Fever is seen in people who have nasal congestion due to an allergen. Congestion traps microorganisms such as bacteria in your nose, putting you at risk for sinusitis. Sinus inflammation, also known as sinusitis, is accompanied by fever. As a result, such fevers can last for a few days and necessitate antimicrobial treatment. As with other infections that cause fever, treating sinusitis will help relieve your fever in this case. Fever is a rare symptom of an allergic reaction in people whose allergy does not cause nasal congestion.
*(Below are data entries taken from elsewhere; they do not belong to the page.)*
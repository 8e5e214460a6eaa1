// Part-level interface over the splitter: completion streams arrive as typed
// parts, and only the text deltas are subject to reasoning extraction.

use serde::{Deserialize, Serialize};

use crate::{
    splitter::TagSplitter,
    types::{Channel, Segment},
};

/// One item of a completion stream.
///
/// Only `TextDelta` is classified by the splitter; every other part passes
/// through untouched and in order.
#[derive(Debug, Clone, PartialEq, Serialize, Deserialize)]
#[serde(tag = "type", rename_all = "kebab-case")]
pub enum StreamPart {
    /// Visible text delta.
    TextDelta { text: String },

    /// Reasoning delta, either produced by the splitter or forwarded from a
    /// provider that emits reasoning natively.
    Reasoning { text: String },

    /// Incremental tool call arguments.
    ToolCallDelta {
        id: String,
        name: String,
        arguments_delta: String,
    },

    /// Completed tool call with arguments as a JSON string.
    ToolCall {
        id: String,
        name: String,
        arguments: String,
    },

    /// End of the completion.
    Finish { reason: String },

    /// Upstream failure surfaced as a part.
    Error { message: String },
}

/// Applies a [`TagSplitter`] to a live sequence of stream parts.
///
/// Text deltas are routed through the splitter and come back out labelled
/// per channel, with separators materialized as text prefixes. Non-text
/// parts are forwarded unchanged and do not disturb the splitter state, so
/// a marker split around an interleaved tool call still resolves.
#[derive(Debug)]
pub struct StreamTransform {
    splitter: TagSplitter,
}

impl StreamTransform {
    /// Wrap a splitter for part-level processing.
    pub fn new(splitter: TagSplitter) -> Self {
        Self { splitter }
    }

    /// Process one incoming part, returning the parts to forward downstream.
    pub fn process(&mut self, part: StreamPart) -> Vec<StreamPart> {
        match part {
            StreamPart::TextDelta { text } => {
                let segments = self.splitter.feed(&text);
                segments.into_iter().map(|s| self.render(s)).collect()
            }
            other => vec![other],
        }
    }

    /// Release the splitter's residual buffer once the upstream ends.
    pub fn finish(&mut self) -> Vec<StreamPart> {
        let segments = self.splitter.flush();
        segments.into_iter().map(|s| self.render(s)).collect()
    }

    /// The wrapped splitter.
    pub fn splitter(&self) -> &TagSplitter {
        &self.splitter
    }

    fn render(&self, segment: Segment) -> StreamPart {
        let text = segment.materialize(&self.splitter.config().separator);
        match segment.channel {
            Channel::Text => StreamPart::TextDelta { text },
            Channel::Reasoning => StreamPart::Reasoning { text },
        }
    }
}

#[cfg(test)]
mod tests {
    use super::*;
    use crate::config::SplitterConfig;

    fn transform() -> StreamTransform {
        StreamTransform::new(TagSplitter::new(SplitterConfig::default()))
    }

    fn text_delta(text: &str) -> StreamPart {
        StreamPart::TextDelta {
            text: text.to_string(),
        }
    }

    fn reasoning(text: &str) -> StreamPart {
        StreamPart::Reasoning {
            text: text.to_string(),
        }
    }

    #[test]
    fn test_text_deltas_are_classified() {
        let mut transform = transform();
        let out = transform.process(text_delta("<think>deep</think>shallow"));
        assert_eq!(out, vec![reasoning("deep"), text_delta("shallow")]);
        assert!(transform.finish().is_empty());
    }

    #[test]
    fn test_separator_materialized_on_resumed_channel() {
        let mut transform = transform();
        let out = transform.process(text_delta("<think>a</think><think>b</think>c"));
        assert_eq!(
            out,
            vec![reasoning("a"), reasoning("\nb"), text_delta("c")]
        );
    }

    #[test]
    fn test_non_text_parts_forwarded_unchanged() {
        let mut transform = transform();
        let call = StreamPart::ToolCall {
            id: "call_1".to_string(),
            name: "search".to_string(),
            arguments: r#"{"query":"weather"}"#.to_string(),
        };

        // A partial marker stays held while unrelated parts flow through.
        assert!(transform.process(text_delta("<thi")).is_empty());
        assert_eq!(transform.process(call.clone()), vec![call]);
        let out = transform.process(text_delta("nk>deep</think>done"));
        assert_eq!(out, vec![reasoning("deep"), text_delta("done")]);
    }

    #[test]
    fn test_finish_flushes_residual_buffer() {
        let mut transform = transform();
        assert!(transform.process(text_delta("<thin")).is_empty());
        assert_eq!(transform.finish(), vec![text_delta("<thin")]);
    }

    #[test]
    fn test_wire_format() {
        let part = text_delta("hi");
        let value = serde_json::to_value(&part).unwrap();
        assert_eq!(value, serde_json::json!({"type": "text-delta", "text": "hi"}));

        let part = reasoning("hm");
        let value = serde_json::to_value(&part).unwrap();
        assert_eq!(value, serde_json::json!({"type": "reasoning", "text": "hm"}));
    }
}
4. Treatment for Allergies
You can use the following simple actions to alleviate allergy symptoms:
- Keep hydrated.
- Take pain relievers such as acetaminophen or ibuprofen.
- Nasal sprays are used to relieve congestion.
- Avoid alcoholic beverages and caffeine.
- If you have sinusitis, you can apply a warm compress to your forehead and cheeks if you are experiencing painful pressure.
Treatment for allergies is dependent on the allergen, but other options include:
- Immunotherapy (commonly referred to as allergy shots). Sneezing, runny nose, and itchy/watery eyes can all be treated with antihistamines.
- Nasal corticosteroids are used to treat nasal inflammation (3).
Moreover, some therapies for treatment currently used today are (4):
- Allergen sensitization is essential in developing any allergic disease in atopic individuals. As a result, avoiding allergens before or after sensitization should be advantageous as primary or secondary prophylaxis.
- Inhaled SABAs (Short-acting beta-agonists) like salbutamol and terbutaline are currently the most effective bronchodilators for the rapid relief of asthma symptoms. Formoterol and salmeterol, two inhaled LABAs (Long-acting beta-agonists), induce bronchodilation for at least 12 hours (5) and are used as supplemental therapy for asthma that is not controlled by inhaled corticosteroids.
- Allergen-specific immunotherapy (SIT) is an immune-modifying therapy used to treat allergic rhinitis, venom hypersensitivity, some drug allergies, and mild bronchial asthma.
- Subcutaneous immunotherapy (SCIT) entails the regular subcutaneous injection of allergen extracts or recombinant allergens using incremental regimes, with tolerance induction taking anywhere from a few days to several months depending on the regime used.
5. When to see a doctor?
Set an appointment with your doctor right away if you have flu symptoms that last more than 10 days or if over-the-counter medications do not relieve your symptoms.
Consult a doctor if the fever is the result of:
- Uncontrollable shivering
- High body temperature with no sweat
- Symptoms are getting worse.
- Muscle spasms and skin rash
- Drowsiness or confusion
- If you or you have a fever of more than 40 degrees Celsius (104 degrees Fahrenheit), you should seek medical attention.
Moreover, seek immediate medical help if you experience an extreme allergic reaction like anaphylaxis since it can be fatal. Symptoms of anaphylaxis can include:
- Difficulty breathing
- Swelling of the throat or tongue
- Loss of consciousness
- Severe drop in blood pressure
Call 911 or your local emergency number if you are experiencing a severe allergic reaction (anaphylaxis) or seek emergency medical attention. Use it right away if you have an epinephrine auto-injector (Auvi-Q, EpiPen, or similar).
Even if your symptoms improve after an epinephrine injection, you should go to the emergency room to ensure they don’t return when the injection’s effects wear off.
Have you discovered the answer to the following question: Can allergies cause fever? Liftyolife (liftyolife.com) thinks so. Allergies are common, but they are treatable. You won’t have it under control if you try home remedies and take the proper medications. However, it is recommended that you ask your doctor’s advice for more effective treatment options. If the symptoms persist, seek immediate medical attention.